The randomized stage of the study involved 280 patients, who were allocated to 10 mg/kg of pembrolizumab administered every 3 weeks or every 2 weeks. Finally, investigators validated the 2 mg/kg dose, administered every 3 weeks, in a nonrandomized study involving 55 patients.
The patients had a median age of 62 to 63, even distribution between men and women, and 82% nonsquamous histology. A majority (53%) of the 394 patients treated at the 10 mg/kg dose had received three or more prior lines of therapy, as compared with 36% of the patients treated with 2 mg/kg.
Soria said 74.2% of patients with PD-L1 levels of at least 50% had some degree of tumor reduction with pembrolizumab, as compared with 51.7% of patients who had less than 50%.
The overall response rate was about 19% in patients treated with 2 mg/kg or 10 mg/kg of pembrolizumab. The response rate increased with increased PD-L1 expression in patients treated with either dose.
Survival data for all patients treated with the 10 mg/kg dose showed a median overall survival of 11.3 months and median progression-free survival (PFS) of 3.0 months. Survival increased to a median of 15.5 months in the subgroup of patients with PD-L1 expression ≥50%, and median PFS increased to 5.8 months in this group.
The 6-month survival was 63% in all patients treated with 10 mg/kg of pembrolizumab and 71.6% for PD-L1–positive patients. The 6-month PFS increased form 34.0% for all patients to 49.9% for those with PD-L1 levels ≥50%.
The ongoing phase II/III randomized KEYNOTE-010 trial is comparing pembrolizumab at 2 mg/kg and 10 mg/kg, both administered every 3 weeks, against docetaxel in patients with previously treated NSCLC (NCT01905657).

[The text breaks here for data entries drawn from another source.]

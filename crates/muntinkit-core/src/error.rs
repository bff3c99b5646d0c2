//! Error handling for MuntinKit
//!
//! Only invalid top-level inputs are errors. Degenerate geometry (parallel
//! lines, zero-length offsets), oversized cuts and patterns that fall outside
//! the usable area all have defined fallbacks and never surface here.
//!
//! All error types use `thiserror` for ergonomic error handling.

use thiserror::Error;

/// Input validation error type
///
/// Raised before any computation starts when a request would otherwise
/// produce misleading geometry.
#[derive(Error, Debug, Clone, PartialEq)]
pub enum InputError {
    /// Opening (glass area) dimensions are zero, negative or not finite
    #[error("Invalid opening dimensions: {width} x {height} mm (both must be > 0)")]
    InvalidOpening {
        /// The requested width in mm.
        width: f64,
        /// The requested height in mm.
        height: f64,
    },

    /// A bar whose axis has no length
    #[error("Bar {id} has a zero-length axis")]
    ZeroLengthBar {
        /// The id of the offending bar.
        id: usize,
    },

    /// Stock bar length must be strictly positive
    #[error("Invalid stock length: {length} mm (must be > 0)")]
    InvalidStockLength {
        /// The requested stock length in mm.
        length: f64,
    },

    /// Saw kerf cannot be negative
    #[error("Invalid saw kerf: {kerf} mm (must be >= 0)")]
    InvalidKerf {
        /// The requested kerf in mm.
        kerf: f64,
    },

    /// Repetition (sash count) factor of zero
    #[error("Repetition factor must be at least 1")]
    ZeroRepetition,

    /// A named numeric parameter is out of its valid range
    #[error("Invalid value for '{name}': {reason}")]
    InvalidParameter {
        /// The parameter name.
        name: String,
        /// Why the value was rejected.
        reason: String,
    },
}

impl InputError {
    /// Convenience constructor for [`InputError::InvalidParameter`]
    pub fn parameter(name: impl Into<String>, reason: impl Into<String>) -> Self {
        InputError::InvalidParameter {
            name: name.into(),
            reason: reason.into(),
        }
    }
}

/// Main error type for MuntinKit
///
/// A unified error type used by every public entry operation.
#[derive(Error, Debug)]
pub enum Error {
    /// Rejected input
    #[error(transparent)]
    Input(#[from] InputError),

    /// Generic error
    #[error("{0}")]
    Other(String),
}

impl Error {
    /// Create an error from a string message
    pub fn other(msg: impl Into<String>) -> Self {
        Error::Other(msg.into())
    }

    /// Check if this is an input validation error
    pub fn is_input_error(&self) -> bool {
        matches!(self, Error::Input(_))
    }
}

/// Result type using Error
pub type Result<T> = std::result::Result<T, Error>;

/// Reject values that are not finite numbers.
pub fn ensure_finite(name: &str, value: f64) -> std::result::Result<(), InputError> {
    if value.is_finite() {
        Ok(())
    } else {
        Err(InputError::parameter(name, format!("must be finite, got {value}")))
    }
}

/// Reject values that are negative or not finite.
pub fn ensure_non_negative(name: &str, value: f64) -> std::result::Result<(), InputError> {
    ensure_finite(name, value)?;
    if value < 0.0 {
        return Err(InputError::parameter(name, format!("must be >= 0, got {value}")));
    }
    Ok(())
}
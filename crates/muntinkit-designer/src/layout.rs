//! # Layout Generators
//!
//! Produces ready-to-cut [`Bar`] lists for the standard glazing layouts.
//!
//! Supports:
//! - Rectangular grids with vertical or horizontal masters
//! - Saint Andrew's cross and edge-midpoint diamond
//! - Sunburst (rays from the bottom centre) and web (rays from the centre)
//! - Gothic pointed arch and converging trapezoid verticals
//!
//! All coordinates are top-origin millimetres inside the glass opening. Bar
//! ids are assigned sequentially from 1 in generation order.

use muntinkit_core::error::ensure_finite;
use muntinkit_core::{clip_ray, Bar, InputError, Opening, Point};
use serde::{Deserialize, Serialize};
use tracing::debug;

/// Result of a layout generator
pub type LayoutResult = Result<Vec<Bar>, InputError>;

/// Default number of sunburst rays
pub const DEFAULT_SUNBURST_RAYS: usize = 3;
/// Default number of web rays
pub const DEFAULT_WEB_RAYS: usize = 8;
/// Default number of trapezoid verticals
pub const DEFAULT_TRAPEZOID_VERTICALS: usize = 3;
/// Default top width of a trapezoid relative to the bottom
pub const DEFAULT_TRAPEZOID_TOP_SCALE: f64 = 0.6;

/// A named layout with its parameters, as stored in job files
#[derive(Debug, Clone, PartialEq, Serialize, Deserialize)]
#[serde(tag = "layout", rename_all = "snake_case")]
pub enum Layout {
    Grid {
        rows: usize,
        cols: usize,
        #[serde(default)]
        horizontal_master: bool,
    },
    Cross,
    Diamond,
    Sunburst {
        #[serde(default = "default_sunburst_rays")]
        rays: usize,
    },
    Web {
        #[serde(default = "default_web_rays")]
        rays: usize,
    },
    Gothic,
    Trapezoid {
        #[serde(default = "default_trapezoid_verticals")]
        verticals: usize,
        #[serde(default = "default_trapezoid_top_scale")]
        top_scale: f64,
    },
}

fn default_sunburst_rays() -> usize {
    DEFAULT_SUNBURST_RAYS
}

fn default_web_rays() -> usize {
    DEFAULT_WEB_RAYS
}

fn default_trapezoid_verticals() -> usize {
    DEFAULT_TRAPEZOID_VERTICALS
}

fn default_trapezoid_top_scale() -> f64 {
    DEFAULT_TRAPEZOID_TOP_SCALE
}

impl Layout {
    /// Generate the bars of this layout for a `width` x `height` opening
    pub fn generate(&self, width: f64, height: f64, face_width: f64) -> LayoutResult {
        match *self {
            Layout::Grid {
                rows,
                cols,
                horizontal_master: false,
            } => grid(width, height, rows, cols, face_width),
            Layout::Grid {
                rows,
                cols,
                horizontal_master: true,
            } => grid_horizontal_master(width, height, rows, cols, face_width),
            Layout::Cross => cross(width, height, face_width),
            Layout::Diamond => diamond(width, height, face_width),
            Layout::Sunburst { rays } => sunburst(width, height, face_width, rays),
            Layout::Web { rays } => web(width, height, face_width, rays),
            Layout::Gothic => gothic(width, height, face_width),
            Layout::Trapezoid {
                verticals,
                top_scale,
            } => trapezoid(width, height, face_width, verticals, top_scale),
        }
    }

    /// Assembly preset hint matching this layout, if it has a fixed order
    pub fn assembly_preset(&self) -> Option<&'static str> {
        match self {
            Layout::Diamond => Some("diamond"),
            _ => None,
        }
    }

    pub fn name(&self) -> &'static str {
        match self {
            Layout::Grid { .. } => "grid",
            Layout::Cross => "cross",
            Layout::Diamond => "diamond",
            Layout::Sunburst { .. } => "sunburst",
            Layout::Web { .. } => "web",
            Layout::Gothic => "gothic",
            Layout::Trapezoid { .. } => "trapezoid",
        }
    }
}

/// Collects bars and hands out sequential ids
struct BarList {
    face_width: f64,
    bars: Vec<Bar>,
}

impl BarList {
    fn new(width: f64, height: f64, face_width: f64) -> Result<Self, InputError> {
        Opening::new(width, height).validate()?;
        ensure_finite("face_width", face_width)?;
        if face_width <= 0.0 {
            return Err(InputError::parameter(
                "face_width",
                format!("must be > 0, got {face_width}"),
            ));
        }
        Ok(Self {
            face_width,
            bars: Vec::new(),
        })
    }

    fn push(&mut self, start: Point, end: Point) -> &mut Bar {
        let id = self.bars.len() + 1;
        self.bars.push(Bar::new(id, start, end, self.face_width));
        let last = self.bars.len() - 1;
        &mut self.bars[last]
    }

    fn push_with_angle(&mut self, start: Point, end: Point, angle: f64) {
        let bar = self.push(start, end);
        bar.start_angle_hint = Some(angle);
        bar.end_angle_hint = Some(angle);
    }

    fn finish(self, layout: &str) -> Vec<Bar> {
        debug!("{layout} layout: {} bars", self.bars.len());
        self.bars
    }
}

fn require_count(name: &str, value: usize) -> Result<(), InputError> {
    if value == 0 {
        return Err(InputError::parameter(name, "must be at least 1"));
    }
    Ok(())
}

/// Grid with continuous vertical masters.
///
/// `rows` and `cols` count the glass panes, so a 3 x 3 grid has two bars in
/// each direction. Horizontals are split at every vertical.
pub fn grid(width: f64, height: f64, rows: usize, cols: usize, face_width: f64) -> LayoutResult {
    let mut list = BarList::new(width, height, face_width)?;
    require_count("rows", rows)?;
    require_count("cols", cols)?;

    let step_x = width / cols as f64;
    let step_y = height / rows as f64;
    let verticals: Vec<f64> = (1..cols).map(|i| step_x * i as f64).collect();

    for &x in &verticals {
        list.push_with_angle(Point::new(x, 0.0), Point::new(x, height), 90.0);
    }

    for j in 1..rows {
        let y = step_y * j as f64;
        let mut from = 0.0;
        for &x in verticals.iter().chain(std::iter::once(&width)) {
            list.push_with_angle(Point::new(from, y), Point::new(x, y), 0.0);
            from = x;
        }
    }

    Ok(list.finish("grid"))
}

/// Grid with continuous horizontal masters; verticals are split at every
/// horizontal.
pub fn grid_horizontal_master(
    width: f64,
    height: f64,
    rows: usize,
    cols: usize,
    face_width: f64,
) -> LayoutResult {
    let mut list = BarList::new(width, height, face_width)?;
    require_count("rows", rows)?;
    require_count("cols", cols)?;

    let step_x = width / cols as f64;
    let step_y = height / rows as f64;
    let horizontals: Vec<f64> = (1..rows).map(|j| step_y * j as f64).collect();

    for &y in &horizontals {
        list.push_with_angle(Point::new(0.0, y), Point::new(width, y), 0.0);
    }

    for i in 1..cols {
        let x = step_x * i as f64;
        let mut from = 0.0;
        for &y in horizontals.iter().chain(std::iter::once(&height)) {
            list.push_with_angle(Point::new(x, from), Point::new(x, y), 90.0);
            from = y;
        }
    }

    Ok(list.finish("grid (horizontal master)"))
}

/// Saint Andrew's cross: the top-left to bottom-right diagonal is continuous,
/// the other one is split at the centre.
pub fn cross(width: f64, height: f64, face_width: f64) -> LayoutResult {
    let mut list = BarList::new(width, height, face_width)?;
    let center = Point::new(width / 2.0, height / 2.0);

    list.push(Point::new(0.0, 0.0), Point::new(width, height));
    list.push(Point::new(0.0, height), center);
    list.push(center, Point::new(width, 0.0));

    Ok(list.finish("cross"))
}

/// Diamond joining the four edge midpoints
pub fn diamond(width: f64, height: f64, face_width: f64) -> LayoutResult {
    let mut list = BarList::new(width, height, face_width)?;
    let top = Point::new(width / 2.0, 0.0);
    let right = Point::new(width, height / 2.0);
    let bottom = Point::new(width / 2.0, height);
    let left = Point::new(0.0, height / 2.0);

    list.push(top, right);
    list.push(right, bottom);
    list.push(bottom, left);
    list.push(left, top);

    Ok(list.finish("diamond"))
}

/// Direction of a ray at `angle_deg`, counter-clockwise from +X with Y down
fn ray_direction(angle_deg: f64) -> Point {
    let rad = angle_deg.to_radians();
    Point::new(rad.cos(), -rad.sin())
}

/// Push the ray from `origin` at `angle_deg`, clipped to the opening
fn push_ray(list: &mut BarList, width: f64, height: f64, origin: Point, angle_deg: f64) {
    let rect = Opening::new(width, height).rect();
    match clip_ray(origin, ray_direction(angle_deg), &rect) {
        Some(line) => list.push_with_angle(line.p1, line.p2, angle_deg),
        None => debug!("ray at {angle_deg:.1}° leaves the opening immediately"),
    }
}

/// Sunburst: `rays` rays fanning upward from the bottom centre, evenly
/// spaced over the half circle and excluding the horizontal.
pub fn sunburst(width: f64, height: f64, face_width: f64, rays: usize) -> LayoutResult {
    let mut list = BarList::new(width, height, face_width)?;
    require_count("rays", rays)?;

    let origin = Point::new(width / 2.0, height);
    let step = 180.0 / (rays + 1) as f64;
    for i in 1..=rays {
        push_ray(&mut list, width, height, origin, step * i as f64);
    }

    Ok(list.finish("sunburst"))
}

/// Web: `rays` rays from the centre, the first pointing right
pub fn web(width: f64, height: f64, face_width: f64, rays: usize) -> LayoutResult {
    let mut list = BarList::new(width, height, face_width)?;
    require_count("rays", rays)?;

    let origin = Point::new(width / 2.0, height / 2.0);
    let step = 360.0 / rays as f64;
    for i in 0..rays {
        push_ray(&mut list, width, height, origin, step * i as f64);
    }

    Ok(list.finish("web"))
}

/// Gothic pointed arch over a spring line at half height.
///
/// Each side of the arch is a polyline of three chords rising from the
/// spring line to the apex at the top centre. A horizontal runs along the
/// spring line and a vertical drops from its centre to the bottom edge.
pub fn gothic(width: f64, height: f64, face_width: f64) -> LayoutResult {
    let mut list = BarList::new(width, height, face_width)?;
    let spring_y = height / 2.0;
    let cx = width / 2.0;

    let left = [
        Point::new(0.0, spring_y),
        Point::new(cx * 0.2, spring_y * 0.6),
        Point::new(cx * 0.6, spring_y * 0.2),
        Point::new(cx, 0.0),
    ];
    let right = left.map(|p| Point::new(width - p.x, p.y));

    for side in [left, right] {
        for pair in side.windows(2) {
            list.push(pair[0], pair[1]);
        }
    }

    list.push(Point::new(0.0, spring_y), Point::new(width, spring_y));
    list.push(Point::new(cx, spring_y), Point::new(cx, height));

    Ok(list.finish("gothic"))
}

/// Converging verticals: evenly spaced along the bottom edge and along a
/// centred top span of `width * top_scale`, plus a mid-height horizontal.
pub fn trapezoid(
    width: f64,
    height: f64,
    face_width: f64,
    verticals: usize,
    top_scale: f64,
) -> LayoutResult {
    let mut list = BarList::new(width, height, face_width)?;
    require_count("verticals", verticals)?;
    if !(top_scale.is_finite() && top_scale > 0.0 && top_scale <= 1.0) {
        return Err(InputError::parameter(
            "top_scale",
            format!("must be in (0, 1], got {top_scale}"),
        ));
    }

    let divisions = (verticals + 1) as f64;
    let bottom_step = width / divisions;
    let top_width = width * top_scale;
    let top_start = (width - top_width) / 2.0;
    let top_step = top_width / divisions;

    for i in 1..=verticals {
        let i = i as f64;
        list.push(
            Point::new(top_start + top_step * i, 0.0),
            Point::new(bottom_step * i, height),
        );
    }
    list.push(
        Point::new(0.0, height / 2.0),
        Point::new(width, height / 2.0),
    );

    Ok(list.finish("trapezoid"))
}
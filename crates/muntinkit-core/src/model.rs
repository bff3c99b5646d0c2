//! Bar and opening model
//!
//! A [`Bar`] is a glazing bar represented by its centreline. An [`Opening`]
//! is the usable glass rectangle the bars are laid inside.

use crate::error::InputError;
use crate::geometry::{Line, Point, Rect};
use serde::{Deserialize, Serialize};

/// Default visible profile width in mm
pub const DEFAULT_FACE_WIDTH: f64 = 26.0;

/// Axis tolerance used to classify a bar as vertical or horizontal
pub const AXIS_TOLERANCE: f64 = 0.1;

/// A structural glazing bar, modelled as its centreline axis
#[derive(Debug, Clone, PartialEq, Serialize, Deserialize)]
pub struct Bar {
    pub id: usize,
    pub start: Point,
    pub end: Point,
    /// Visible profile width used for miter and gap math
    #[serde(default = "default_face_width")]
    pub face_width: f64,
    #[serde(default, skip_serializing_if = "Option::is_none")]
    pub start_angle_hint: Option<f64>,
    #[serde(default, skip_serializing_if = "Option::is_none")]
    pub end_angle_hint: Option<f64>,
}

fn default_face_width() -> f64 {
    DEFAULT_FACE_WIDTH
}

impl Bar {
    pub fn new(id: usize, start: Point, end: Point, face_width: f64) -> Self {
        Self {
            id,
            start,
            end,
            face_width,
            start_angle_hint: None,
            end_angle_hint: None,
        }
    }

    pub fn axis(&self) -> Line {
        Line::new(self.start, self.end)
    }

    /// Geometric (untrimmed) axis length
    pub fn length(&self) -> f64 {
        self.start.distance_to(&self.end)
    }

    pub fn midpoint(&self) -> Point {
        self.start.midpoint(&self.end)
    }

    pub fn is_vertical(&self) -> bool {
        (self.start.x - self.end.x).abs() < AXIS_TOLERANCE
    }

    pub fn is_horizontal(&self) -> bool {
        (self.start.y - self.end.y).abs() < AXIS_TOLERANCE
    }

    /// Reject bars whose axis has no length or whose coordinates are not finite
    pub fn validate(&self) -> Result<(), InputError> {
        let coords = [self.start.x, self.start.y, self.end.x, self.end.y];
        if coords.iter().any(|v| !v.is_finite()) {
            return Err(InputError::parameter(
                format!("bar {}", self.id),
                "coordinates must be finite",
            ));
        }
        if self.length() < crate::geometry::DEGENERATE_EPSILON {
            return Err(InputError::ZeroLengthBar { id: self.id });
        }
        if !self.face_width.is_finite() || self.face_width < 0.0 {
            return Err(InputError::parameter(
                format!("bar {} face width", self.id),
                format!("must be >= 0, got {}", self.face_width),
            ));
        }
        Ok(())
    }
}

/// The usable glass opening, origin at the top-left corner
#[derive(Debug, Clone, Copy, PartialEq, Serialize, Deserialize)]
pub struct Opening {
    pub width: f64,
    pub height: f64,
}

impl Opening {
    pub fn new(width: f64, height: f64) -> Self {
        Self { width, height }
    }

    /// Both dimensions must be finite and strictly positive
    pub fn validate(&self) -> Result<(), InputError> {
        let ok = |v: f64| v.is_finite() && v > 0.0;
        if ok(self.width) && ok(self.height) {
            Ok(())
        } else {
            Err(InputError::InvalidOpening {
                width: self.width,
                height: self.height,
            })
        }
    }

    pub fn rect(&self) -> Rect {
        Rect::from_size(self.width, self.height)
    }
}

/// Validate every bar in input order, failing on the first bad one
pub fn validate_bars(bars: &[Bar]) -> Result<(), InputError> {
    bars.iter().try_for_each(Bar::validate)
}
//! Error types for the settings crate.
//!
//! Configuration loading, saving and validation errors.

use std::io;
use thiserror::Error;

/// Errors that can occur during settings operations.
#[derive(Error, Debug)]
pub enum SettingsError {
    /// A configuration value is invalid.
    #[error("Invalid setting '{key}': {reason}")]
    InvalidSetting { key: String, reason: String },

    /// The configuration directory could not be found or created.
    #[error("Config directory error: {0}")]
    ConfigDirectory(String),

    /// I/O error during file operations.
    #[error("I/O error: {0}")]
    IoError(#[from] io::Error),

    /// JSON serialization/deserialization error.
    #[error("JSON error: {0}")]
    JsonError(#[from] serde_json::Error),

    /// TOML deserialization error.
    #[error("TOML error: {0}")]
    TomlError(#[from] toml::de::Error),

    /// TOML serialization error.
    #[error("TOML error: {0}")]
    TomlSerializeError(#[from] toml::ser::Error),

    /// A configuration file problem.
    #[error("Config error: {0}")]
    Config(#[from] ConfigError),
}

impl SettingsError {
    pub fn invalid(key: impl Into<String>, reason: impl Into<String>) -> Self {
        SettingsError::InvalidSetting {
            key: key.into(),
            reason: reason.into(),
        }
    }
}

/// Errors related to configuration files.
#[derive(Error, Debug)]
pub enum ConfigError {
    /// The configuration file format is not supported.
    #[error("Unsupported config format: {0}")]
    UnsupportedFormat(String),

    /// A configuration value is out of valid range.
    #[error("Value out of range for '{key}': {value}")]
    ValueOutOfRange { key: String, value: String },
}

/// Result type alias for settings operations.
pub type SettingsResult<T> = Result<T, SettingsError>;

/// Result type alias for configuration operations.
pub type ConfigResult<T> = Result<T, ConfigError>;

The current FDA review of the PD-1 inhibitor is specifically for treating patients with advanced NSCLC across all histologies whose disease has progressed on or after platinum-containing chemotherapy, as well as a targeted agent in EGFR
- or ALK
-positive patients. A final approval decision is scheduled to be made by October 2. The priority review follows a breakthrough therapy designation for pembrolizumab in this setting that was granted by the FDA in October 2014.
Soria JC, Fløtten Ø, Horn L, et al. Efficacy and safety of pembrolizumab (Pembro; MK-3475) for patients (Pts) with previously treated advanced non-small cell lung cancer (NSCLC) enrolled in KEYNOTE-001. Presented at: 2015 European Cancer Congress; September 25-29; Vienna, Austria. LBA 33.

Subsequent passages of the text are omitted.